● **Materials provided**:
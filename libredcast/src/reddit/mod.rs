//! Reddit API abstraction and implementations
//!
//! The [`RedditApi`] trait is the seam between the scheduler and the
//! upstream platform. The production implementation lives in
//! [`client::RedditClient`]; a configurable mock for driving the scheduler
//! without network lives in [`mock::MockRedditApi`].

use async_trait::async_trait;
use serde::Deserialize;

use crate::error::ApiError;

pub mod client;
pub mod submit;

// Mock API is available for all builds (not just tests) to support
// integration tests
pub mod mock;

pub use submit::SubmitRequest;

pub type ApiResult<T> = std::result::Result<T, ApiError>;

/// Token endpoint response for the refresh-token grant.
#[derive(Debug, Clone, Deserialize)]
pub struct TokenResponse {
    pub access_token: String,
    /// Seconds until the new access token expires
    pub expires_in: i64,
    #[serde(default)]
    pub scope: String,
}

/// A successful submission, reduced to the fields this service stores.
#[derive(Debug, Clone, PartialEq, Eq)]
pub struct SubmissionOutcome {
    pub reddit_post_id: String,
    pub permalink: Option<String>,
}

/// One externally published post as returned by a listing endpoint.
#[derive(Debug, Clone)]
pub struct RemotePost {
    pub reddit_post_id: String,
    pub title: String,
    pub subreddit: String,
    pub permalink: Option<String>,
    pub posted_at: Option<i64>,
}

/// Unified interface for authenticated Reddit calls.
///
/// Every method takes the access token explicitly; token freshness is the
/// token lifecycle manager's concern, not the client's.
#[async_trait]
pub trait RedditApi: Send + Sync {
    /// Exchange a refresh token for a new access token using app-level
    /// client credentials.
    async fn refresh_token(&self, refresh_token: &str) -> ApiResult<TokenResponse>;

    /// Submit a post. The request must already be validated and sanitized.
    async fn submit(&self, access_token: &str, request: &SubmitRequest)
        -> ApiResult<SubmissionOutcome>;

    /// Identity of the account behind the token.
    async fn me(&self, access_token: &str) -> ApiResult<serde_json::Value>;

    /// Public profile information for a user.
    async fn user_about(&self, access_token: &str, username: &str)
        -> ApiResult<serde_json::Value>;

    /// Subreddit metadata; slow-changing, cached by the client.
    async fn subreddit_about(
        &self,
        access_token: &str,
        subreddit: &str,
    ) -> ApiResult<serde_json::Value>;

    /// Subreddit posting rules; slow-changing, cached by the client.
    async fn subreddit_rules(
        &self,
        access_token: &str,
        subreddit: &str,
    ) -> ApiResult<serde_json::Value>;

    /// Most recent posts published by a user, newest first.
    async fn user_posts(
        &self,
        access_token: &str,
        username: &str,
        limit: u32,
    ) -> ApiResult<Vec<RemotePost>>;
}
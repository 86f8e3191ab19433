//! Configurable in-memory Reddit API for tests
//!
//! Lives outside `#[cfg(test)]` so integration tests in `tests/` can drive
//! the scheduler and sync paths without touching the network.

use async_trait::async_trait;
use std::collections::VecDeque;
use std::sync::atomic::{AtomicU32, Ordering};
use std::sync::Mutex;

use super::{ApiResult, RedditApi, RemotePost, SubmissionOutcome, SubmitRequest, TokenResponse};
use crate::error::ApiError;

/// Scriptable mock: queue per-call results, inspect call counts afterwards.
///
/// With nothing queued, submissions succeed with generated ids and token
/// refreshes return a one-hour token.
#[derive(Default)]
pub struct MockRedditApi {
    pub submit_calls: AtomicU32,
    pub refresh_calls: AtomicU32,
    pub listing_calls: AtomicU32,
    submit_queue: Mutex<VecDeque<ApiResult<SubmissionOutcome>>>,
    refresh_queue: Mutex<VecDeque<ApiResult<TokenResponse>>>,
    user_posts: Mutex<Vec<RemotePost>>,
    subreddit_about_error: Mutex<Option<ApiError>>,
    user_about_error: Mutex<Option<ApiError>>,
}

impl MockRedditApi {
    pub fn new() -> Self {
        Self::default()
    }

    /// Queue the result of the next submission; earlier entries are consumed
    /// first.
    pub fn queue_submit(&self, result: ApiResult<SubmissionOutcome>) {
        self.submit_queue.lock().unwrap().push_back(result);
    }

    /// Queue the result of the next token refresh.
    pub fn queue_refresh(&self, result: ApiResult<TokenResponse>) {
        self.refresh_queue.lock().unwrap().push_back(result);
    }

    pub fn set_user_posts(&self, posts: Vec<RemotePost>) {
        *self.user_posts.lock().unwrap() = posts;
    }

    /// Make every subreddit lookup fail with the given error.
    pub fn fail_subreddit_about(&self, error: ApiError) {
        *self.subreddit_about_error.lock().unwrap() = Some(error);
    }

    /// Make every user profile lookup fail with the given error.
    pub fn fail_user_about(&self, error: ApiError) {
        *self.user_about_error.lock().unwrap() = Some(error);
    }

    pub fn submit_call_count(&self) -> u32 {
        self.submit_calls.load(Ordering::SeqCst)
    }

    pub fn refresh_call_count(&self) -> u32 {
        self.refresh_calls.load(Ordering::SeqCst)
    }
}

#[async_trait]
impl RedditApi for MockRedditApi {
    async fn refresh_token(&self, _refresh_token: &str) -> ApiResult<TokenResponse> {
        let n = self.refresh_calls.fetch_add(1, Ordering::SeqCst);

        if let Some(result) = self.refresh_queue.lock().unwrap().pop_front() {
            return result;
        }

        Ok(TokenResponse {
            access_token: format!("mock-token-{}", n + 1),
            expires_in: 3600,
            scope: "identity submit read".to_string(),
        })
    }

    async fn submit(
        &self,
        _access_token: &str,
        request: &SubmitRequest,
    ) -> ApiResult<SubmissionOutcome> {
        let n = self.submit_calls.fetch_add(1, Ordering::SeqCst);

        if let Some(result) = self.submit_queue.lock().unwrap().pop_front() {
            return result;
        }

        Ok(SubmissionOutcome {
            reddit_post_id: format!("t3_mock{:04}", n + 1),
            permalink: Some(format!("/r/{}/comments/mock{:04}", request.subreddit, n + 1)),
        })
    }

    async fn me(&self, _access_token: &str) -> ApiResult<serde_json::Value> {
        Ok(serde_json::json!({"name": "mock-user"}))
    }

    async fn user_about(
        &self,
        _access_token: &str,
        username: &str,
    ) -> ApiResult<serde_json::Value> {
        if let Some(error) = self.user_about_error.lock().unwrap().clone() {
            return Err(error);
        }
        Ok(serde_json::json!({"data": {"name": username}}))
    }

    async fn subreddit_about(
        &self,
        _access_token: &str,
        subreddit: &str,
    ) -> ApiResult<serde_json::Value> {
        if let Some(error) = self.subreddit_about_error.lock().unwrap().clone() {
            return Err(error);
        }
        Ok(serde_json::json!({"data": {"display_name": subreddit}}))
    }

    async fn subreddit_rules(
        &self,
        _access_token: &str,
        _subreddit: &str,
    ) -> ApiResult<serde_json::Value> {
        Ok(serde_json::json!({"rules": []}))
    }

    async fn user_posts(
        &self,
        _access_token: &str,
        _username: &str,
        limit: u32,
    ) -> ApiResult<Vec<RemotePost>> {
        self.listing_calls.fetch_add(1, Ordering::SeqCst);
        let posts = self.user_posts.lock().unwrap();
        Ok(posts.iter().take(limit as usize).cloned().collect())
    }
}

/// A mock that fails every call, for exercising error paths.
pub struct FailingRedditApi {
    pub error: ApiError,
}

#[async_trait]
impl RedditApi for FailingRedditApi {
    async fn refresh_token(&self, _refresh_token: &str) -> ApiResult<TokenResponse> {
        Err(self.error.clone())
    }

    async fn submit(
        &self,
        _access_token: &str,
        _request: &SubmitRequest,
    ) -> ApiResult<SubmissionOutcome> {
        Err(self.error.clone())
    }

    async fn me(&self, _access_token: &str) -> ApiResult<serde_json::Value> {
        Err(self.error.clone())
    }

    async fn user_about(
        &self,
        _access_token: &str,
        _username: &str,
    ) -> ApiResult<serde_json::Value> {
        Err(self.error.clone())
    }

    async fn subreddit_about(
        &self,
        _access_token: &str,
        _subreddit: &str,
    ) -> ApiResult<serde_json::Value> {
        Err(self.error.clone())
    }

    async fn subreddit_rules(
        &self,
        _access_token: &str,
        _subreddit: &str,
    ) -> ApiResult<serde_json::Value> {
        Err(self.error.clone())
    }

    async fn user_posts(
        &self,
        _access_token: &str,
        _username: &str,
        _limit: u32,
    ) -> ApiResult<Vec<RemotePost>> {
        Err(self.error.clone())
    }
}
//! Credential selection and rotation
//!
//! Picks which linked account should carry the next outbound call: the
//! least-recently-used active credential, tie-broken by lowest current-window
//! usage. This spreads load across the pool instead of exhausting one
//! account's quota.

use std::sync::atomic::{AtomicU64, Ordering};
use std::sync::{Arc, RwLock};
use tokio::sync::Mutex;
use tracing::{debug, info};

use crate::db::Database;
use crate::error::Result;
use crate::rate_tracker::RateTracker;
use crate::tokens::API_EXPIRY_MARGIN_SECS;
use crate::types::Credential;

pub struct AccountSelector {
    db: Database,
    rate: Arc<RateTracker>,
    /// Credential carrying calls that are not bound to a specific post
    current: RwLock<Option<String>>,
    /// Serializes rotations; a caller that arrives mid-rotation waits here
    rotation: Mutex<()>,
    /// Bumped once per completed rotation so waiting callers can tell that
    /// the rotation they were queued behind already happened
    generation: AtomicU64,
}

impl AccountSelector {
    pub fn new(db: Database, rate: Arc<RateTracker>) -> Self {
        Self {
            db,
            rate,
            current: RwLock::new(None),
            rotation: Mutex::new(()),
            generation: AtomicU64::new(0),
        }
    }

    /// Pick the best available credential and stamp it as used.
    ///
    /// The `last_used_at` stamp happens before the caller issues any request,
    /// so a second selection a moment later cannot land on the same
    /// credential. Returns `None` when no usable credential is under the
    /// rotation threshold.
    pub async fn select_best(&self) -> Result<Option<Credential>> {
        let now = chrono::Utc::now().timestamp();
        self.select_best_at(now).await
    }

    pub async fn select_best_at(&self, now: i64) -> Result<Option<Credential>> {
        // Already ordered by last_used_at, never-used first
        let candidates = self.db.list_active_credentials().await?;

        let window_start = RateTracker::window_start(now);
        let usage = self.db.usage_counts_for_window(window_start).await?;

        let mut usable: Vec<Credential> = candidates
            .into_iter()
            .filter(|c| c.usable(now, API_EXPIRY_MARGIN_SECS))
            .collect();

        // Stable sort keeps the LRU order as primary key and breaks ties by
        // current-window usage
        usable.sort_by_key(|c| {
            (
                c.last_used_at.unwrap_or(i64::MIN),
                usage.get(&c.id).copied().unwrap_or(0),
            )
        });

        let chosen = usable
            .into_iter()
            .find(|c| !self.rate.is_near_limit(&c.id, now));

        if let Some(credential) = &chosen {
            self.db
                .touch_credential_last_used(&credential.id, now)
                .await?;
            debug!("Selected credential {} ({})", credential.id, credential.username);
        }

        Ok(chosen)
    }

    /// Id of the credential currently carrying unbound calls.
    pub fn current_id(&self) -> Option<String> {
        self.current.read().unwrap().clone()
    }

    /// Number of rotations that actually ran, for observability.
    pub fn rotations_completed(&self) -> u64 {
        self.generation.load(Ordering::Acquire)
    }

    /// Promote a freshly selected credential to current.
    ///
    /// Mutually exclusive under concurrency: callers that arrive while a
    /// rotation is in flight wait for it and adopt its result instead of
    /// running a second selection. Cooperative only; this holds within one
    /// process, while cross-process fairness rests on the durable usage
    /// counters.
    pub async fn rotate(&self) -> Result<Option<String>> {
        let now = chrono::Utc::now().timestamp();
        self.rotate_at(now).await
    }

    pub async fn rotate_at(&self, now: i64) -> Result<Option<String>> {
        let observed = self.generation.load(Ordering::Acquire);
        let _guard = self.rotation.lock().await;

        if self.generation.load(Ordering::Acquire) != observed {
            // A rotation completed while we waited for the guard
            return Ok(self.current_id());
        }

        let chosen = self.select_best_at(now).await?;
        let chosen_id = chosen.map(|c| c.id);

        *self.current.write().unwrap() = chosen_id.clone();
        self.generation.fetch_add(1, Ordering::Release);

        match &chosen_id {
            Some(id) => info!("Rotated current credential to {}", id),
            None => info!("Rotation found no usable credential"),
        }

        Ok(chosen_id)
    }

    /// Current credential if it is still fit to use, otherwise rotate.
    ///
    /// Rotation triggers: no current credential, current no longer usable,
    /// or current at the near-limit threshold.
    pub async fn acquire(&self) -> Result<Option<Credential>> {
        let now = chrono::Utc::now().timestamp();
        self.acquire_at(now).await
    }

    pub async fn acquire_at(&self, now: i64) -> Result<Option<Credential>> {
        if let Some(id) = self.current_id() {
            if let Some(credential) = self.db.get_credential(&id).await? {
                if credential.usable(now, API_EXPIRY_MARGIN_SECS)
                    && !self.rate.is_near_limit(&id, now)
                {
                    return Ok(Some(credential));
                }
            }
            debug!("Current credential {} no longer fit, rotating", id);
        }

        match self.rotate_at(now).await? {
            Some(id) => self.db.get_credential(&id).await,
            None => Ok(None),
        }
    }
}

● **What you need to do**: Using the entries above, give the number of lines that carry the string "Database", without anything else.

● **Exercise result**: 3